[Saved data entries]
____
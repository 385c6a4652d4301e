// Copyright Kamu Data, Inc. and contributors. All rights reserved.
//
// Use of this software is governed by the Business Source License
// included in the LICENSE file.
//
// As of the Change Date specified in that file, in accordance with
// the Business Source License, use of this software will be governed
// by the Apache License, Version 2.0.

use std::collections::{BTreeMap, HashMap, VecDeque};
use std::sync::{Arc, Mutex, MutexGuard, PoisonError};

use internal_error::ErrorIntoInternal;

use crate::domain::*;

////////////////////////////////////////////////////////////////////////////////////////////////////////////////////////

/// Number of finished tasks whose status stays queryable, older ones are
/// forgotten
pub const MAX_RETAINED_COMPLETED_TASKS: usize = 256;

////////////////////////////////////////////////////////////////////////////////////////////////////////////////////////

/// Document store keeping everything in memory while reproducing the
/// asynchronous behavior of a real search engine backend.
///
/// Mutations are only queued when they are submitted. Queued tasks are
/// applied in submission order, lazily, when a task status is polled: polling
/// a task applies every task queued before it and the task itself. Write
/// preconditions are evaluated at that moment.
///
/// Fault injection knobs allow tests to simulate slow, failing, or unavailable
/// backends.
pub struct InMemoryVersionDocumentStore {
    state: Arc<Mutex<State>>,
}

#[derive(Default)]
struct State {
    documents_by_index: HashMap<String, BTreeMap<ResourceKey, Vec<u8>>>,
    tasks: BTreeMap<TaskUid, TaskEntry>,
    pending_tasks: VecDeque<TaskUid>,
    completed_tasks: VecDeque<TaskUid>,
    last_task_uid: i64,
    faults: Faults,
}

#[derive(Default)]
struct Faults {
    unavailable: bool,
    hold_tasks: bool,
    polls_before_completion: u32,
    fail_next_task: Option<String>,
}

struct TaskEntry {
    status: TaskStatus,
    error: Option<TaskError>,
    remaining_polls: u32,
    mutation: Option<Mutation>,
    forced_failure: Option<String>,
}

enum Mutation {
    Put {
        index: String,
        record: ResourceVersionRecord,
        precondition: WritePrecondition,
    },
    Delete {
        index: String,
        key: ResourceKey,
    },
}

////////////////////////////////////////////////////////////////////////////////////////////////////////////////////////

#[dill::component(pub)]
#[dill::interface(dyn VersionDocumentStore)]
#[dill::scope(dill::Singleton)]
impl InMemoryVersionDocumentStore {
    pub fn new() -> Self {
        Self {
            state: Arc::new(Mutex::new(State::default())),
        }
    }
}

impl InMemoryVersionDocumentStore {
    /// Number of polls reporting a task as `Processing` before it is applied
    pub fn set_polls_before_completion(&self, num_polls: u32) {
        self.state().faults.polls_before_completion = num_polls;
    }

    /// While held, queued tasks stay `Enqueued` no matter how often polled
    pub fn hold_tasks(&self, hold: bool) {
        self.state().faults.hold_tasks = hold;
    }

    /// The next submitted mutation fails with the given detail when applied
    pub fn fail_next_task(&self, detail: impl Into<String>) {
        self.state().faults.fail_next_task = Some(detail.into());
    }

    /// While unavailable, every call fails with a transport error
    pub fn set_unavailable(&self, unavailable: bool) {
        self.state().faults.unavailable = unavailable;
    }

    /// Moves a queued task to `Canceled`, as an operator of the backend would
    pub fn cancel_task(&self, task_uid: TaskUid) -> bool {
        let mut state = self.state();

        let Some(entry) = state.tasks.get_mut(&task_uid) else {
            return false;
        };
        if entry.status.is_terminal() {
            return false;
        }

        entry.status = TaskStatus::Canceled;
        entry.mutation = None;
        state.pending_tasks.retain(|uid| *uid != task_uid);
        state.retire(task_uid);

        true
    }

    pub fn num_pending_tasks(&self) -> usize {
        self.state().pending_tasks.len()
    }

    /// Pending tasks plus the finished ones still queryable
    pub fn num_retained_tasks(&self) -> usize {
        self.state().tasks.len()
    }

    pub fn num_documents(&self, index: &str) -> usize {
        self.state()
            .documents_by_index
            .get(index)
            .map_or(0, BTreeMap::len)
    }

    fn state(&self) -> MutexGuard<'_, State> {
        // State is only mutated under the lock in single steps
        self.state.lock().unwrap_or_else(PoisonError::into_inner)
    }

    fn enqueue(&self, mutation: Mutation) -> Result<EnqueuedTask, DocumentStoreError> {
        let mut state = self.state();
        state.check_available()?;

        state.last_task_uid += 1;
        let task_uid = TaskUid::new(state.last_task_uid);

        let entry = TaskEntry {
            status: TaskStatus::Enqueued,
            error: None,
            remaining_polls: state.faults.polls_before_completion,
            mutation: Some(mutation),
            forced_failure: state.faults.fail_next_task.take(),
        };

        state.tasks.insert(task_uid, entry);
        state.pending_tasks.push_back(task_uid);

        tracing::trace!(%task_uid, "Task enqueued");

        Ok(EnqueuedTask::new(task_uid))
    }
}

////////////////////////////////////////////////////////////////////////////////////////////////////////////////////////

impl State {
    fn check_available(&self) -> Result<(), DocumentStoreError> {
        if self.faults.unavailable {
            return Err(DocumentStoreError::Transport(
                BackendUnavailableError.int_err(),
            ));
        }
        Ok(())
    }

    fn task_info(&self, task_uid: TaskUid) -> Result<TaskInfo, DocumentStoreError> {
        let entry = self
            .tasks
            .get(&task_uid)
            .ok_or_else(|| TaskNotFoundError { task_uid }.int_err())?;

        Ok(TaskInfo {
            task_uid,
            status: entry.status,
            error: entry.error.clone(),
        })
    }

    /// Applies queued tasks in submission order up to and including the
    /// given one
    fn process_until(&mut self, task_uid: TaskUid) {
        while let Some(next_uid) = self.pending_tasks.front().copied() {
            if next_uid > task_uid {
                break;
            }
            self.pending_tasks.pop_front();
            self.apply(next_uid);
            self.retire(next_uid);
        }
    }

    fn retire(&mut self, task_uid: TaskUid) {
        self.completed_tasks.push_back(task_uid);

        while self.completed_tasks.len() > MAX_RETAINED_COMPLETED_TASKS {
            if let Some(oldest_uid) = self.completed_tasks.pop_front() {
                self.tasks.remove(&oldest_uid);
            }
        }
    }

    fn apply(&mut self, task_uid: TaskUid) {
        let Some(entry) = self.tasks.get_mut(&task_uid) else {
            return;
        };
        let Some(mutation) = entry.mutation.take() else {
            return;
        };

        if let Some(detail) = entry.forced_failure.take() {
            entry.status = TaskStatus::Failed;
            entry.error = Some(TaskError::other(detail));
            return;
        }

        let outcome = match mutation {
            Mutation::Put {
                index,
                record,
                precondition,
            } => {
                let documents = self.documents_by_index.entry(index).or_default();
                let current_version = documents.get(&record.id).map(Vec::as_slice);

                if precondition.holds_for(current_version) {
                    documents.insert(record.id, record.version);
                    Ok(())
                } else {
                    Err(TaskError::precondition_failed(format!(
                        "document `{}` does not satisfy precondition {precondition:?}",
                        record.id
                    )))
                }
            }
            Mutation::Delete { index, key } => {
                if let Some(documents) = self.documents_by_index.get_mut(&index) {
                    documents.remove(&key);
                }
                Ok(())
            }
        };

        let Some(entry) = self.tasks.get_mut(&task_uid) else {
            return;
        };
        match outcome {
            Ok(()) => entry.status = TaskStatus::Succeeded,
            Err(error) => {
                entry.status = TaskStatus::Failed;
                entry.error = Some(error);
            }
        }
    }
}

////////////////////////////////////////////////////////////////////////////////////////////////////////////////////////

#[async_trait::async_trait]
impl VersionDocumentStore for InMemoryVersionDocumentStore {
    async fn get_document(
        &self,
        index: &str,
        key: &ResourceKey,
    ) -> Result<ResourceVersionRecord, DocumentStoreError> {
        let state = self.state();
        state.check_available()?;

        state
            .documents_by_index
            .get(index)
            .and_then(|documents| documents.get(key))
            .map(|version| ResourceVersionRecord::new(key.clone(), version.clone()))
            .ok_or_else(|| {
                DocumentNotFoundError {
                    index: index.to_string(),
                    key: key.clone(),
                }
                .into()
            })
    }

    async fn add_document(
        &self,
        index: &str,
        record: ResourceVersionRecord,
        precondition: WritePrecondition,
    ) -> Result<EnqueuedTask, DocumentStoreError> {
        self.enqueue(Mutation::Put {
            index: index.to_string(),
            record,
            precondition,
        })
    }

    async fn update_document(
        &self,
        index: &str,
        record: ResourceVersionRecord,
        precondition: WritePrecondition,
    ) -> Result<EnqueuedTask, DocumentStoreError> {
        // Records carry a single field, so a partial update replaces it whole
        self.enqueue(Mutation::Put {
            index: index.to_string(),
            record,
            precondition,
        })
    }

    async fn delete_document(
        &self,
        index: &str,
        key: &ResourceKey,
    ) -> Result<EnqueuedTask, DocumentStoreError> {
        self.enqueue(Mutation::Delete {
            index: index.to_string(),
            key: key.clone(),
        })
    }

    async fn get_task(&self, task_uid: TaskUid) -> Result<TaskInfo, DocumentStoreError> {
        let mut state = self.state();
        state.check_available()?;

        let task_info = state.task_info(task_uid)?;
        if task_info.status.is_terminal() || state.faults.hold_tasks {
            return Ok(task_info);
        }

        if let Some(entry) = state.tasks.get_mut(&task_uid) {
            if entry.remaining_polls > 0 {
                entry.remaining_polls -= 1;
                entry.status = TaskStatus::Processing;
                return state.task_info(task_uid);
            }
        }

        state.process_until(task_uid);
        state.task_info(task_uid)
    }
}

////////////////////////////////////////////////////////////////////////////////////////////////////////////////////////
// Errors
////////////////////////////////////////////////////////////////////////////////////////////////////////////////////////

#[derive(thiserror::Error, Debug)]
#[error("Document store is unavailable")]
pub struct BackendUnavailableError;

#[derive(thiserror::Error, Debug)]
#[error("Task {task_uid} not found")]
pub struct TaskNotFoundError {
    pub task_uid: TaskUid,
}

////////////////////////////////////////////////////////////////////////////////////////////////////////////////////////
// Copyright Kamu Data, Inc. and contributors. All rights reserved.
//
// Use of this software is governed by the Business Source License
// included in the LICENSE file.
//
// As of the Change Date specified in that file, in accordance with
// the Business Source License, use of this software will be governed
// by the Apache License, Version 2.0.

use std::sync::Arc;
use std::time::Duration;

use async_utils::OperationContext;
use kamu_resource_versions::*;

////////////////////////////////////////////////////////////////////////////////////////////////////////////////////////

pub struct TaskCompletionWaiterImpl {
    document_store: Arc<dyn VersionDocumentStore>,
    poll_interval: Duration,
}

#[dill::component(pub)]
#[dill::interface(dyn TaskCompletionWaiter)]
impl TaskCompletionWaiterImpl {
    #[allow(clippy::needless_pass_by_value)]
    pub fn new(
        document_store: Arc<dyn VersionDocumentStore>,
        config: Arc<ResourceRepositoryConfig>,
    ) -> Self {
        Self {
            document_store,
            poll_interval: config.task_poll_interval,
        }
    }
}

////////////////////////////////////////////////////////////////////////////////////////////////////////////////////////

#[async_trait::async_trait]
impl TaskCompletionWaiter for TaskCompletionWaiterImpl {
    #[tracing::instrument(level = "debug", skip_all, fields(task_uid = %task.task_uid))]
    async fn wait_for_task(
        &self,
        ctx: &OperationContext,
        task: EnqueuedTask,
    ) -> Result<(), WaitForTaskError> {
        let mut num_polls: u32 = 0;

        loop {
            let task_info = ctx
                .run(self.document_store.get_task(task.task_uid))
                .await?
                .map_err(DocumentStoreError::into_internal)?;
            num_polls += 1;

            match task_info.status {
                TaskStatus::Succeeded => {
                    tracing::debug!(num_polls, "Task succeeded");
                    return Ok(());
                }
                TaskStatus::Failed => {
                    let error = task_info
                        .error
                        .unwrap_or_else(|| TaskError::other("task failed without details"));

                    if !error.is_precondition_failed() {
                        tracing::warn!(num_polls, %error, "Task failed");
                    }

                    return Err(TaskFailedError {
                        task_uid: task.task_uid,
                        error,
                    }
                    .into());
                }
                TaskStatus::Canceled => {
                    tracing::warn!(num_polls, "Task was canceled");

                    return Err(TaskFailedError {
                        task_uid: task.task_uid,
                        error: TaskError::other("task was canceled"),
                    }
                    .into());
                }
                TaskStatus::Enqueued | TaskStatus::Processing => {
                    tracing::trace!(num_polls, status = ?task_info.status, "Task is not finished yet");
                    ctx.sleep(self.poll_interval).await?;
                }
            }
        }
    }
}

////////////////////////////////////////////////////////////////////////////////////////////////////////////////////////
____
▶ **What is being asked**:
Your answer should be a number only: the count of lines above in which the string "TaskEntry" appears.

▶ **Answer section**:
3